The players returned to the 18th for the first extra hole and after Wiesberger two-putted for par, Hebert had a great chance to seal his first European Tour title but badly pushed his birdie attempt from eight feet.
Hebert had an even better chance to win when Wiesberger duffed his approach to the second play-off hole and then three-putted from short of the green.
However, Hebert also three-putted from 20 feet after charging his birdie putt four feet past and the pair headed back to the 18th tee once more.
At the third time of asking both players found the 18th green in regulation but amazingly Hebert three-putted again and Wiesberger just managed to coax in the winning par putt from three feet.
"I knew it was not going to come easy," said Wiesberger, who missed seven months of last season following wrist surgery. "I had a great warm up this morning and then it just got a little tough for me.
"I wasn't hitting the ball as good as the first three days and just dug in there. It was a great week for Ben, he could have snatched it off me on the first two play-off holes but I am so glad how it has turned out."

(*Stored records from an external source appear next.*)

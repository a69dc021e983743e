use std::{
    any::{self, Any, TypeId},
    fmt,
    hash::{Hash, Hasher},
    mem,
};

use crate::{duplicate::Capability, object::Object, tuple::Tuple};

/// A runtime descriptor of a Rust type, usable as a plain value inside a tuple.
///
/// Two tags are equal exactly when they describe the same type.
///
/// # Examples
///
/// ```
/// use linked_tuple::TypeTag;
///
/// assert_eq!(TypeTag::of::<u8>(), TypeTag::of::<u8>());
/// assert_ne!(TypeTag::of::<u8>(), TypeTag::of::<i8>());
/// assert_eq!(TypeTag::of::<bool>().name(), "bool");
/// ```
#[derive(Debug, Clone, Copy)]
pub struct TypeTag {
    id: TypeId,
    name: &'static str,
}

impl TypeTag {
    /// The tag describing `T`.
    pub fn of<T: ?Sized + Any>() -> Self {
        TypeTag {
            id: TypeId::of::<T>(),
            name: any::type_name::<T>(),
        }
    }

    /// The [`TypeId`] of the described type.
    pub fn id(&self) -> TypeId {
        self.id
    }

    /// The name of the described type, as given by [`std::any::type_name`].
    pub fn name(&self) -> &'static str {
        self.name
    }
}

impl PartialEq for TypeTag {
    fn eq(&self, other: &Self) -> bool {
        self.id == other.id
    }
}

impl Eq for TypeTag {}

impl Hash for TypeTag {
    fn hash<H: Hasher>(&self, state: &mut H) {
        self.id.hash(state);
    }
}

impl fmt::Display for TypeTag {
    fn fmt(&self, f: &mut fmt::Formatter<'_>) -> fmt::Result {
        f.write_str(self.name)
    }
}

/// The payload of one element of a [`Tuple`].
///
/// Booleans, characters, integers, floats, text and type descriptors are *plain* data: they are
/// held directly and duplicated by copying. Anything else is held as an [`Object`], which records
/// how (and whether) it can be duplicated.
///
/// Values are built with [`From`] conversions from the common primitive types:
///
/// ```
/// use linked_tuple::Value;
///
/// assert_eq!(Value::from(3_u8), Value::Int(3));
/// assert_eq!(Value::from("a"), Value::Text("a".to_string()));
/// assert_eq!(Value::from(4.5_f32).to_string(), "4.5");
/// ```
#[derive(Debug)]
pub enum Value {
    /// A boolean.
    Bool(bool),
    /// A character.
    Char(char),
    /// A signed integer; every integer type up to 32 bits, and `i64`, converts into this.
    Int(i64),
    /// A floating-point number. Floats compare and hash by their bit pattern, so `NaN` equals
    /// itself and `0.0` differs from `-0.0`.
    Float(f64),
    /// A string.
    Text(String),
    /// A type descriptor.
    Type(TypeTag),
    /// Any other value.
    Object(Object),
}

impl Value {
    /// The name of the runtime type of this value.
    ///
    /// ```
    /// use linked_tuple::{Object, Value};
    ///
    /// assert_eq!(Value::from(true).type_name(), "bool");
    /// let list = Value::from(Object::cloneable(vec![1_u8]));
    /// assert_eq!(list.type_name(), std::any::type_name::<Vec<u8>>());
    /// ```
    pub fn type_name(&self) -> &'static str {
        match self {
            Value::Bool(_) => any::type_name::<bool>(),
            Value::Char(_) => any::type_name::<char>(),
            Value::Int(_) => any::type_name::<i64>(),
            Value::Float(_) => any::type_name::<f64>(),
            Value::Text(_) => any::type_name::<String>(),
            Value::Type(_) => any::type_name::<TypeTag>(),
            Value::Object(object) => object.type_name(),
        }
    }

    /// How this value is duplicated during a deep clone.
    pub fn capability(&self) -> Capability {
        match self {
            Value::Object(object) => object.capability(),
            _ => Capability::Plain,
        }
    }

    /// Whether `replacement` may take the place of this value: it must have the same runtime type.
    ///
    /// ```
    /// use linked_tuple::Value;
    ///
    /// assert!(Value::from(1).accepts(&Value::from(99_u8)));
    /// assert!(!Value::from("two").accepts(&Value::from(99)));
    /// ```
    pub fn accepts(&self, replacement: &Value) -> bool {
        match (self, replacement) {
            (Value::Object(existing), Value::Object(replacement)) => {
                existing.value_type_id() == replacement.value_type_id()
            }
            _ => mem::discriminant(self) == mem::discriminant(replacement),
        }
    }

    /// Whether this value is a [`Tuple`] in disguise, which may never become an element.
    pub(crate) fn is_tuple(&self) -> bool {
        match self {
            Value::Object(object) => object.is::<Tuple>(),
            _ => false,
        }
    }

    /// The boolean held by this value, if it is one.
    pub fn as_bool(&self) -> Option<bool> {
        match self {
            Value::Bool(b) => Some(*b),
            _ => None,
        }
    }

    /// The character held by this value, if it is one.
    pub fn as_char(&self) -> Option<char> {
        match self {
            Value::Char(c) => Some(*c),
            _ => None,
        }
    }

    /// The integer held by this value, if it is one.
    pub fn as_int(&self) -> Option<i64> {
        match self {
            Value::Int(i) => Some(*i),
            _ => None,
        }
    }

    /// The float held by this value, if it is one.
    pub fn as_float(&self) -> Option<f64> {
        match self {
            Value::Float(x) => Some(*x),
            _ => None,
        }
    }

    /// The text held by this value, if it is text.
    pub fn as_str(&self) -> Option<&str> {
        match self {
            Value::Text(s) => Some(s),
            _ => None,
        }
    }

    /// The type descriptor held by this value, if it is one.
    pub fn as_type(&self) -> Option<TypeTag> {
        match self {
            Value::Type(tag) => Some(*tag),
            _ => None,
        }
    }

    /// The object held by this value, if it is one.
    pub fn as_object(&self) -> Option<&Object> {
        match self {
            Value::Object(object) => Some(object),
            _ => None,
        }
    }

    /// A reference to the payload as a `T`, if it is one. Plain data is reachable through its
    /// representation type (`bool`, `char`, `i64`, `f64`, `String` or [`TypeTag`]).
    ///
    /// ```
    /// use linked_tuple::Value;
    ///
    /// assert_eq!(Value::from(7).downcast_ref::<i64>(), Some(&7));
    /// assert_eq!(Value::from(7).downcast_ref::<i32>(), None);
    /// ```
    pub fn downcast_ref<T: Any>(&self) -> Option<&T> {
        self.as_any().downcast_ref()
    }

    /// A mutable reference to the payload as a `T`, if it is one. The payload's type cannot be
    /// changed through this reference.
    pub fn downcast_mut<T: Any>(&mut self) -> Option<&mut T> {
        self.as_any_mut().downcast_mut()
    }

    fn as_any(&self) -> &dyn Any {
        match self {
            Value::Bool(b) => b,
            Value::Char(c) => c,
            Value::Int(i) => i,
            Value::Float(x) => x,
            Value::Text(s) => s,
            Value::Type(tag) => tag,
            Value::Object(object) => object.as_any(),
        }
    }

    fn as_any_mut(&mut self) -> &mut dyn Any {
        match self {
            Value::Bool(b) => b,
            Value::Char(c) => c,
            Value::Int(i) => i,
            Value::Float(x) => x,
            Value::Text(s) => s,
            Value::Type(tag) => tag,
            Value::Object(object) => object.as_any_mut(),
        }
    }
}

impl PartialEq for Value {
    fn eq(&self, other: &Self) -> bool {
        match (self, other) {
            (Value::Bool(a), Value::Bool(b)) => a == b,
            (Value::Char(a), Value::Char(b)) => a == b,
            (Value::Int(a), Value::Int(b)) => a == b,
            (Value::Float(a), Value::Float(b)) => a.to_bits() == b.to_bits(),
            (Value::Text(a), Value::Text(b)) => a == b,
            (Value::Type(a), Value::Type(b)) => a == b,
            (Value::Object(a), Value::Object(b)) => a == b,
            _ => false,
        }
    }
}

/// Objects contribute only their type to the hash, so that any two equal values hash equally
/// without requiring [`Hash`] of every object type.
impl Hash for Value {
    fn hash<H: Hasher>(&self, state: &mut H) {
        mem::discriminant(self).hash(state);
        match self {
            Value::Bool(b) => b.hash(state),
            Value::Char(c) => c.hash(state),
            Value::Int(i) => i.hash(state),
            Value::Float(x) => x.to_bits().hash(state),
            Value::Text(s) => s.hash(state),
            Value::Type(tag) => tag.hash(state),
            Value::Object(object) => object.value_type_id().hash(state),
        }
    }
}

/// Plain data displays as itself; objects display their [`Debug`](fmt::Debug) form.
impl fmt::Display for Value {
    fn fmt(&self, f: &mut fmt::Formatter<'_>) -> fmt::Result {
        match self {
            Value::Bool(b) => write!(f, "{}", b),
            Value::Char(c) => write!(f, "{}", c),
            Value::Int(i) => write!(f, "{}", i),
            Value::Float(x) => write!(f, "{}", x),
            Value::Text(s) => f.write_str(s),
            Value::Type(tag) => write!(f, "{}", tag),
            Value::Object(object) => write!(f, "{}", object),
        }
    }
}

macro_rules! impl_from {
    ($variant:ident: $($from:ty),+) => {
        $(
            impl From<$from> for Value {
                fn from(value: $from) -> Self {
                    Value::$variant(value.into())
                }
            }
        )+
    };
}

impl_from!(Bool: bool);
impl_from!(Char: char);
impl_from!(Int: i8, i16, i32, i64, u8, u16, u32);
impl_from!(Float: f32, f64);
impl_from!(Text: String, &str);
impl_from!(Type: TypeTag);
impl_from!(Object: Object);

See you tomorrow ⛳ pic.twitter.com/eZpgJk9Ob5
— The Open (@TheOpen) July 14, 2019
Wiesberger's victory took him top of the Race to Dubai while Hebert at least had the consolation of sealing one of the three qualifying places for the Open Championship at Royal Portrush, with Andrew Johnston and Nino Bertasio taking the other two after finishing in a five-way tie for fourth.
Johnston, who recently opened up about the mental health struggles that followed his rapid rise to fame, surged through the field with a closing 62 and fought back tears as he spoke to reporters afterwards.
The 30-year-old's ready smile, trademark beard and nickname 'Beef' quickly made him a fan favourite and his cult status even led to sponsorship deals in the United States, including burger restaurant Arby's.
However, Johnston revealed in a recent blog on the European Tour website how he found himself crying alone in hotel rooms and unable to play competitive golf after putting too much pressure on himself to follow up his victory in the 2016 Spanish Open.
"It means a lot, it's been a tough year," Johnston said. "I was out there enjoying golf again, high-fiving the fans. It was a different kind of mindset. In the past I had put too much pressure on myself.
"I came back from America (in 2017) and finished 21st at Wentworth, 23rd in the French Open, 27th in the Open and I walked off every time disgusted with my performance. Now I look at it and think that is absolutely crazy.
"It's madness and that was the change of mindset but I didn't even realise it was happening and I was just slowly beating myself up for no reason."
Johnston was eventually persuaded to seek professional help and is on the road to recovery after working with sports psychologist Ben Davies and receiving a positive response to his blog.
"I've had a great reaction from it, some nice comments from players saying it has helped," Johnston added. "I think a lot of the guys have been through similar things which in a way is nice to hear. You don't want to see anyone down or anything like that but I'm not the only one.
"It can get tough out here, I want to do so well and win tournaments and I think the pressure I put on myself after 2016 and expectations were way too high instead of just having fun with it."